Exercise details
After finding the line with "rule.occurrence_count = raw.count.and_then(|value|" in the data below, set down exactly each line through the one with "fn corrected_interval(raw: Option<i64>)", inclusive, and stop there.

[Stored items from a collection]
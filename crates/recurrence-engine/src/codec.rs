//! The compact pattern codec.
//!
//! A recurrence rule persists as a pipe-framed sequence of `key=value`
//! pairs with a one-letter key alphabet:
//!
//! ```text
//! |t=2|i=1|a=10|s=1771286400000|e=1772496000000|
//! ```
//!
//! | key | field                                         |
//! |-----|-----------------------------------------------|
//! | `t` | kind code (1–6)                               |
//! | `i` | interval                                      |
//! | `a` | weekday mask / weekday selector               |
//! | `b` | day-in-month (1–31) or ordinal (1–5)          |
//! | `c` | month (0–11, yearly kinds)                    |
//! | `s` | normalized recurring start, epoch ms          |
//! | `e` | inclusive until, epoch ms                     |
//! | `o` | occurrence count                              |
//!
//! Decoding is strict about *keys* (an unknown key is a malformed
//! pattern) but lenient about *values*: out-of-range values of recognized
//! keys are silently repaired so previously-persisted bad data keeps
//! loading. The asymmetry is intentional. The strict write-path contract
//! lives in [`crate::validate`].
//!
//! The pattern string does not carry the event's start/end instants or
//! its timezone; the caller supplies those to [`decode`] from the event
//! row.

use chrono::Weekday;
use chrono_tz::Tz;
use tracing::warn;

use crate::error::{RecurrenceError, Result};
use crate::expand::{expand, ExpandOptions};
use crate::rule::{ExceptionSet, RecurrenceKind, RecurrenceRule, WeekdaySelector, WeekdaySet};

// ── Kind codes ──────────────────────────────────────────────────────────────

// The by-weekday monthly/yearly forms carry distinct codes from their
// day-of-month siblings so the kind reconstructs from `t` alone.
const fn kind_code(kind: RecurrenceKind) -> i64 {
    match kind {
        RecurrenceKind::Daily => 1,
        RecurrenceKind::Weekly => 2,
        RecurrenceKind::MonthlyByDayOfMonth => 3,
        RecurrenceKind::YearlyByDayOfMonth => 4,
        RecurrenceKind::MonthlyByWeekday => 5,
        RecurrenceKind::YearlyByWeekday => 6,
    }
}

fn kind_from_code(code: i64) -> Option<RecurrenceKind> {
    match code {
        1 => Some(RecurrenceKind::Daily),
        2 => Some(RecurrenceKind::Weekly),
        3 => Some(RecurrenceKind::MonthlyByDayOfMonth),
        4 => Some(RecurrenceKind::YearlyByDayOfMonth),
        5 => Some(RecurrenceKind::MonthlyByWeekday),
        6 => Some(RecurrenceKind::YearlyByWeekday),
        _ => None,
    }
}

// ── Encode ──────────────────────────────────────────────────────────────────

/// Serialize a rule into its persisted pattern string.
///
/// When the rule is bounded by an occurrence count but has no explicit
/// `until`, the expansion algorithm is run forward (ignoring exceptions
/// and the cap) to locate the Nth occurrence, and its normalized instant
/// is persisted as `e=` so future decodes never recompute it. Open-ended
/// rules stay open — no `e=` is invented.
///
/// # Errors
///
/// Returns [`RecurrenceError::MissingStartDate`] if the rule has no
/// normalized start.
pub fn encode(rule: &RecurrenceRule) -> Result<String> {
    let anchor = rule.anchor()?;

    let mut fields: Vec<(char, i64)> =
        vec![('t', kind_code(rule.kind)), ('i', i64::from(rule.interval))];

    match rule.kind {
        RecurrenceKind::Daily => {}
        RecurrenceKind::Weekly => {
            if let Some(set) = rule.weekdays {
                fields.push(('a', i64::from(set.bits())));
            }
        }
        RecurrenceKind::MonthlyByDayOfMonth => {
            if let Some(day) = rule.day_in_month {
                fields.push(('b', i64::from(day)));
            }
        }
        RecurrenceKind::YearlyByDayOfMonth => {
            if let Some(day) = rule.day_in_month {
                fields.push(('b', i64::from(day)));
            }
            if let Some(month) = rule.month {
                fields.push(('c', i64::from(month)));
            }
        }
        RecurrenceKind::MonthlyByWeekday => {
            if let Some(selector) = rule.weekday {
                fields.push(('a', i64::from(selector.to_mask())));
            }
            if let Some(ordinal) = rule.day_in_month {
                fields.push(('b', i64::from(ordinal)));
            }
        }
        RecurrenceKind::YearlyByWeekday => {
            if let Some(selector) = rule.weekday {
                fields.push(('a', i64::from(selector.to_mask())));
            }
            if let Some(ordinal) = rule.day_in_month {
                fields.push(('b', i64::from(ordinal)));
            }
            if let Some(month) = rule.month {
                fields.push(('c', i64::from(month)));
            }
        }
    }

    fields.push(('s', anchor));

    let until = match (rule.until, rule.occurrence_count) {
        (Some(until), _) => Some(until),
        (None, Some(_)) => locate_count_until(rule)?,
        (None, None) => None,
    };
    if let Some(until) = until {
        fields.push(('e', until));
    }
    if let Some(count) = rule.occurrence_count {
        fields.push(('o', i64::from(count)));
    }

    let mut pattern = String::from("|");
    for (key, value) in fields {
        pattern.push(key);
        pattern.push('=');
        pattern.push_str(&value.to_string());
        pattern.push('|');
    }
    Ok(pattern)
}

/// Locate the normalized instant of the Nth occurrence of a
/// count-bounded rule. `None` when the count lies beyond the implicit
/// search horizon.
fn locate_count_until(rule: &RecurrenceRule) -> Result<Option<i64>> {
    let opts = ExpandOptions {
        ignore_exceptions: true,
        compute_until_only: true,
        ..ExpandOptions::default()
    };
    let results = expand(rule, &ExceptionSet::default(), &opts)?;
    Ok(results.last().map(|occurrence| occurrence.normalized))
}

// ── Decode ──────────────────────────────────────────────────────────────────

/// Raw field values as they appear in the pattern, before any repair.
#[derive(Debug, Default)]
struct RawPattern {
    kind: Option<i64>,
    interval: Option<i64>,
    mask: Option<i64>,
    day: Option<i64>,
    month: Option<i64>,
    start: Option<i64>,
    until: Option<i64>,
    count: Option<i64>,
}

/// Deserialize a persisted pattern string.
///
/// `start` and `end` are the event's first-occurrence instants (the
/// pattern persists neither time-of-day nor duration), and `timezone` is
/// the zone calendar stepping happens in.
///
/// # Errors
///
/// Returns [`RecurrenceError::MalformedPattern`] for an unknown key, a
/// non-numeric value, or an unknown kind code, and
/// [`RecurrenceError::MissingStartDate`] when the pattern has no `s=`.
/// Out-of-range values of recognized keys never fail: they are repaired
/// in place (and logged) so old data keeps decoding.
pub fn decode(
    pattern: &str,
    start: Option<i64>,
    end: Option<i64>,
    timezone: Tz,
) -> Result<RecurrenceRule> {
    let mut raw = RawPattern::default();

    for token in pattern.split('|') {
        if token.is_empty() {
            continue;
        }
        let (key, value) = token.split_once('=').ok_or_else(|| {
            RecurrenceError::MalformedPattern(format!("expected key=value, got '{token}'"))
        })?;
        let value: i64 = value.parse().map_err(|_| {
            RecurrenceError::MalformedPattern(format!(
                "field '{key}' has non-numeric value '{value}'"
            ))
        })?;
        match key {
            "t" => raw.kind = Some(value),
            "i" => raw.interval = Some(value),
            "a" => raw.mask = Some(value),
            "b" => raw.day = Some(value),
            "c" => raw.month = Some(value),
            "s" => raw.start = Some(value),
            "e" => raw.until = Some(value),
            "o" => raw.count = Some(value),
            other => {
                return Err(RecurrenceError::MalformedPattern(format!(
                    "unrecognized recurrence field '{other}'"
                )));
            }
        }
    }

    let kind_value = raw
        .kind
        .ok_or_else(|| RecurrenceError::MalformedPattern("pattern has no kind".into()))?;
    let kind = kind_from_code(kind_value).ok_or_else(|| {
        RecurrenceError::MalformedPattern(format!("unknown recurrence kind code {kind_value}"))
    })?;

    let recurring_start = raw.start.ok_or(RecurrenceError::MissingStartDate)?;

    let mut rule = RecurrenceRule::new(kind, corrected_interval(raw.interval), timezone);
    rule.start = start;
    rule.end = end;
    rule.recurring_start = Some(recurring_start);
    rule.until = raw.until;
    rule.occurrence_count = raw.count.and_then(|value| u32::try_from(value).ok());

    match kind {
        RecurrenceKind::Daily => {}
        RecurrenceKind::Weekly => rule.weekdays = Some(corrected_weekday_set(raw.mask)),
        RecurrenceKind::MonthlyByDayOfMonth | RecurrenceKind::YearlyByDayOfMonth => {
            rule.day_in_month = Some(corrected_day(raw.day, 31));
        }
        RecurrenceKind::MonthlyByWeekday | RecurrenceKind::YearlyByWeekday => {
            rule.weekday = Some(corrected_selector(raw.mask));
            rule.day_in_month = Some(corrected_day(raw.day, 5));
        }
    }
    if kind.is_yearly() {
        rule.month = Some(corrected_month(raw.month));
    }

    Ok(rule)
}

// ── Auto-correction ─────────────────────────────────────────────────────────
//
// Each repair is local and silent (logged, never surfaced). This path
// exists to tolerate previously-persisted bad data and must never fail.

fn corrected_interval(raw: Option<i64>) -> u32 {
    match raw {
        Some(value) if value >= 1 => u32::try_from(value).unwrap_or(u32::MAX),
        Some(value) => {
            warn!(value, "auto-correcting non-positive interval to 1");
            1
        }
        None => 1,
    }
}

fn corrected_weekday_set(raw: Option<i64>) -> WeekdaySet {
    let set = WeekdaySet::from_bits((raw.unwrap_or(0) & 0x7f) as u8);
    if set.is_empty() {
        warn!(mask = raw, "auto-correcting empty weekly mask to Monday");
        WeekdaySet::MONDAY
    } else {
        set
    }
}

fn corrected_selector(raw: Option<i64>) -> WeekdaySelector {
    let selector = raw
        .and_then(|value| u8::try_from(value).ok())
        .and_then(WeekdaySelector::from_mask);
    match selector {
        Some(selector) => selector,
        None => {
            warn!(mask = raw, "auto-correcting unrecognized weekday value to Monday");
            WeekdaySelector::Fixed(Weekday::Mon)
        }
    }
}

fn corrected_day(raw: Option<i64>, max: i64) -> u32 {
    match raw {
        Some(value) if (1..=max).contains(&value) => value as u32,
        other => {
            warn!(value = other, max, "auto-correcting out-of-range day field to 1");
            1
        }
    }
}

fn corrected_month(raw: Option<i64>) -> u32 {
    match raw {
        Some(value) if (0..=11).contains(&value) => value as u32,
        other => {
            warn!(value = other, "auto-correcting out-of-range month to January");
            0
        }
    }
}

// ── Tests ───────────────────────────────────────────────────────────────────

Exercise solution
    rule.occurrence_count = raw.count.and_then(|value| u32::try_from(value).ok());

    match kind {
        RecurrenceKind::Daily => {}
        RecurrenceKind::Weekly => rule.weekdays = Some(corrected_weekday_set(raw.mask)),
        RecurrenceKind::MonthlyByDayOfMonth | RecurrenceKind::YearlyByDayOfMonth => {
            rule.day_in_month = Some(corrected_day(raw.day, 31));
        }
        RecurrenceKind::MonthlyByWeekday | RecurrenceKind::YearlyByWeekday => {
            rule.weekday = Some(corrected_selector(raw.mask));
            rule.day_in_month = Some(corrected_day(raw.day, 5));
        }
    }
    if kind.is_yearly() {
        rule.month = Some(corrected_month(raw.month));
    }

    Ok(rule)
}

// ── Auto-correction ─────────────────────────────────────────────────────────
//
// Each repair is local and silent (logged, never surfaced). This path
// exists to tolerate previously-persisted bad data and must never fail.

fn corrected_interval(raw: Option<i64>) -> u32 {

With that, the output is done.